Sleep Is Essential To Mental Health

Sleep is absolutely essential to our mental health. If we fail to get an adequate amount of sleep, we will be much more prone to becoming depressed, anxious, and falling into further consequences.

Dr. Matthew Walker (Author of Why We Sleep) says it best when he states:

“I doubt you are surprised by this fact, but you may be surprised by the consequences. Routinely sleeping less than six hours a night weakens your immune system, substantially increasing your risk of certain forms of cancer. Insufficient sleep appears to be a key lifestyle factor linked to your risk of developing Alzheimer’s disease. Inadequate sleep—even moderate reduction for just one week—disrupts blood sugar levels so profoundly that you would be classified as pre-diabetic. Short sleeping increases the likelihood of your coronary arteries becoming blocked and brittle, setting you on a path toward cardiovascular disease, stroke, and congestive heart failure. Fitting Charlotte Brontes prophetic wisdom that “a ruffled mind makes a restless pillow,” sleep disruption further contributes to all major psychiatric conditions, including depressing, anxiety, and suicidality” (pg. 3).
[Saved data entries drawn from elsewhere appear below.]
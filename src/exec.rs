// src/exec.rs

//! Blocking collaborator-process execution
//!
//! Every external call (git, the store tools) goes through [`run`]:
//! stdin nullified, stdout captured and returned, stderr captured and
//! logged line by line. A non-success exit status is surfaced as
//! [`Error::ExternalCommandFailed`] with the rendered command line, so the
//! failing step can be reproduced by hand.

use crate::error::{Error, Result};
use std::process::{Command, Stdio};
use tracing::{debug, warn};

/// Run a collaborator command to completion and return its stdout
pub(crate) fn run(command: &mut Command) -> Result<String> {
    let rendered = render(command);
    debug!("Executing: {}", rendered);

    let output = command
        .stdin(Stdio::null()) // prevent stdin hangs
        .stdout(Stdio::piped())
        .stderr(Stdio::piped())
        .output()?;

    let stderr = String::from_utf8_lossy(&output.stderr);
    for line in stderr.lines() {
        warn!("[{}] {}", command.get_program().to_string_lossy(), line);
    }

    if !output.status.success() {
        return Err(Error::ExternalCommandFailed {
            command: rendered,
            status: output.status.code().unwrap_or(-1),
        });
    }

    Ok(String::from_utf8_lossy(&output.stdout).trim_end().to_string())
}

/// Render a command line for diagnostics
fn render(command: &Command) -> String {
    let mut s = command.get_program().to_string_lossy().into_owned();
    for arg in command.get_args() {
        s.push(' ');
        s.push_str(&arg.to_string_lossy());
    }
    s
}
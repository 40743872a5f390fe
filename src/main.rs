// src/main.rs

use anyhow::Result;
use clap::{CommandFactory, Parser};
use clap_complete::generate;

mod cli;
mod commands;

use cli::{Cli, Commands};

fn main() -> Result<()> {
    // Initialize tracing subscriber for logging
    tracing_subscriber::fmt()
        .with_env_filter(
            tracing_subscriber::EnvFilter::try_from_default_env()
                .unwrap_or_else(|_| tracing_subscriber::EnvFilter::new("info")),
        )
        .init();

    let cli = Cli::parse();

    match cli.command {
        Commands::Fetch {
            url,
            rev,
            name,
            expected_hash,
            hash_type,
            leave_dot_git,
            deep_clone,
            no_submodules,
        } => commands::fetch(commands::FetchArgs {
            url,
            rev,
            name,
            expected_hash,
            hash_type,
            leave_dot_git,
            deep_clone,
            no_submodules,
        }),
        Commands::Completion { shell } => {
            let mut cmd = Cli::command();
            let name = cmd.get_name().to_string();
            generate(shell, &mut cmd, name, &mut std::io::stdout());
            Ok(())
        }
    }
}
use httpmock::Method::GET;
use url::Url;

use igscout::{IgClient, IgError, ProxyAuth};

use crate::common;

/// No proxies configured and the listing source has nothing: the fetch goes
/// straight to a direct attempt and succeeds on the first strategy.
#[tokio::test]
async fn direct_attempt_when_pool_and_listing_are_empty() {
    let server = common::setup_server();
    let listing = server.mock(|when, then| {
        when.method(GET).path("/proxies");
        then.status(200)
            .header("content-type", "application/json")
            .body("[]");
    });
    let mobile = common::mock_mobile_user(&server, "kevinzingg");

    // Use the real HTTP listing source here rather than the injected stub.
    let client = IgClient::builder()
        .base_mobile_api(Url::parse(&format!("{}/mobile/api/", server.base_url())).unwrap())
        .base_web_api(Url::parse(&format!("{}/web/api/", server.base_url())).unwrap())
        .base_profile(Url::parse(&format!("{}/ig/", server.base_url())).unwrap())
        .listing_url(Url::parse(&format!("{}/proxies", server.base_url())).unwrap())
        .scrape_config(common::test_config())
        .build()
        .unwrap();

    let record = client.fetch_profile("kevinzingg").await.unwrap();

    listing.assert();
    mobile.assert();
    assert_eq!(record.username, "kevinzingg");
    assert_eq!(record.followers, 5321);
}

/// One configured endpoint that fails its reachability probe: it gets marked
/// bad, the pool comes up empty, and the fetch falls through to a direct
/// attempt.
#[tokio::test]
async fn unreachable_proxy_is_marked_bad_and_fetch_goes_direct() {
    let server = common::setup_server();
    let mobile = common::mock_mobile_user(&server, "kevinzingg");

    // A port that was just released and is no longer listening.
    let closed_port = {
        let listener = std::net::TcpListener::bind("127.0.0.1:0").unwrap();
        let port = listener.local_addr().unwrap().port();
        drop(listener);
        port
    };

    let client = common::client_builder_for(&server)
        .proxy_hosts(["127.0.0.1"])
        .proxy_auth(ProxyAuth {
            port: closed_port,
            ..ProxyAuth::new("proxyuser", "proxypass")
        })
        .build()
        .unwrap();

    let record = client.fetch_profile("kevinzingg").await.unwrap();

    mobile.assert();
    assert_eq!(record.followers, 5321);
    // The endpoint sits in cooldown: the pool has nothing else to offer.
    assert!(client.proxy_pool().next_endpoint().await.is_none());
}

/// Every strategy is inconclusive and the HTML page has neither a follower
/// count nor a picture: the fetch reports NotFound with the extraction
/// message.
#[tokio::test]
async fn nothing_extractable_reports_not_found() {
    let server = common::setup_server();
    common::mock_mobile(&server, "kevinzingg", 200, "");
    common::mock_web(&server, "kevinzingg", 200, "{}");
    common::mock_legacy(&server, "kevinzingg", 200, "");
    common::mock_html(
        &server,
        "kevinzingg",
        200,
        "<html><body>Log in to continue</body></html>",
    );

    let client = common::client_for(&server);
    let err = client.fetch_profile("kevinzingg").await.unwrap_err();

    assert!(matches!(err, IgError::NotFound(_)));
    assert!(err.to_string().contains("Unable to extract data"));
}

#[tokio::test]
async fn blank_username_is_rejected() {
    let server = common::setup_server();
    let client = common::client_for(&server);

    let err = client.fetch_profile("  @ ").await.unwrap_err();
    assert!(matches!(err, IgError::Data(_)));
}
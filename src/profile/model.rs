use serde::{Deserialize, Serialize};

/// Public profile metadata for one account, as produced by a retrieval
/// strategy. Immutable once built; downstream layers wrap it rather than
/// mutate it.
#[derive(Clone, Debug, PartialEq, Eq, Serialize, Deserialize)]
pub struct ProfileRecord {
    /// The queried handle: lowercase, no leading `@`.
    pub username: String,
    /// Public display name, if any.
    pub full_name: Option<String>,
    /// Biography text; `None` rather than an empty string when blank.
    pub biography: Option<String>,
    /// Follower count; 0 when the source value is absent or non-numeric.
    pub followers: u64,
    /// Direct URL to the profile picture, preferring the high-resolution
    /// variant when both are present.
    pub profile_picture_url: Option<String>,
}
//! Request sending and transient-failure classification.

use reqwest::RequestBuilder;
use tracing::debug;

use crate::core::error::IgError;

/// A fully read response: status line plus body text.
pub(crate) struct RawResponse {
    pub status: u16,
    pub body: String,
}

fn is_transient(err: &reqwest::Error) -> bool {
    err.is_timeout() || err.is_connect()
}

/// Send a prepared request, re-sending after transient (timeout/connect/DNS)
/// failures up to `retries` extra times. A transient failure that survives
/// the budget is classified as [`IgError::Timeout`]. HTTP statuses are never
/// retried here: terminal and fallback decisions belong to the strategy
/// chain.
pub(crate) async fn send_with_retry(
    builder: RequestBuilder,
    retries: u32,
) -> Result<RawResponse, IgError> {
    let mut last_timeout: Option<IgError> = None;

    for attempt in 0..=retries {
        let req = builder
            .try_clone()
            .ok_or_else(|| IgError::Data("request is not cloneable".into()))?;

        match req.send().await {
            Ok(resp) => {
                let status = resp.status().as_u16();
                match resp.text().await {
                    Ok(body) => return Ok(RawResponse { status, body }),
                    Err(e) if is_transient(&e) => {
                        debug!(attempt, error = %e, "transient failure while reading body");
                        last_timeout = Some(IgError::Timeout(e.to_string()));
                    }
                    Err(e) => return Err(IgError::Http(e)),
                }
            }
            Err(e) if is_transient(&e) => {
                debug!(attempt, error = %e, "transient request failure");
                last_timeout = Some(IgError::Timeout(e.to_string()));
            }
            Err(e) => return Err(IgError::Http(e)),
        }
    }

    Err(last_timeout.unwrap_or_else(|| IgError::Timeout("request failed".into())))
}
Getting poor sleep is not only dangerous, but also damaging. If we fail to get the sleep we need, we will be much more prone to being led by our emotions, rather than rationality.

Rationality > Emotions

Dr. Matthew Walker states that “The under-slept brain (is) excessively (prone) to both extremes of emotional valence, positive and negative” (Why We Sleep, pg. 148).

When we fail to get the proper rest, we cannot think as clearly. This is most likely due to not getting enough REM Sleep.

REM Sleep is essential to our cognitive functioning the next day. Without good REM Sleep, we tend to become less attuned to reality. We are not as sharp, mentally. When this occurs, events and circumstances take a stronger hold than they otherwise would (had we gotten the adequate amount of REM Sleep).

Even the Sleep Foundation states that “Sufficient sleep, especially REM sleep, facilitates the brain’s processing of emotional information. During sleep, the brain works to evaluate and remember thoughts and memories, and it appears that a lack of sleep is especially harmful to the consolidation of positive emotional content.”

Mental Health Problems That Occur From Lack of Sleep

There is a wide range of mental health problems that can occur from a lack of sleep, disrupted sleep, or poor sleep. These include:

  1. Depression.
  2. Seasonal Affective Disorder - a sub-branch of depression that most often affects people during times of the year with reduced daylight hours.
  3. Anxiety disorders.
  4. Bipolar disorders.
  5. Schizophrenia.
  6. ADHD.
  7. Autism Spectrum Disorder.

There is also a variety of other mental health problems interwoven and related to lack of sleep.

Why Sleep Is Important For Mental Health

Hopkins Medicine reveals that “a healthy amount of sleep is vital for “brain plasticity,” or the brain’s ability to adapt to input. If we sleep too little, we become unable to process what we’ve learned during the day and we have more trouble remembering it in the future. Researchers also believe that sleep may promote the removal of waste products from brain cells—something that seems to occur less efficiently when the brain is awake.”

When we sleep, our brain forms new neurological pathways and gets rid of less productive, inefficient synaptic connections. As this occurs, the brain is strengthening its memory, creativity, innovation, and stability for the following day.

As these new connections are formed, the brain is getting its proper amount of sleep. As it gets an adequate amount of sleep, it grows its neurological pathways. As this occurs, one is able to have an increased memory of what was learned the day before.

Just as our stomach craves food when it is hungry, so our brain craves sleep when we are tired.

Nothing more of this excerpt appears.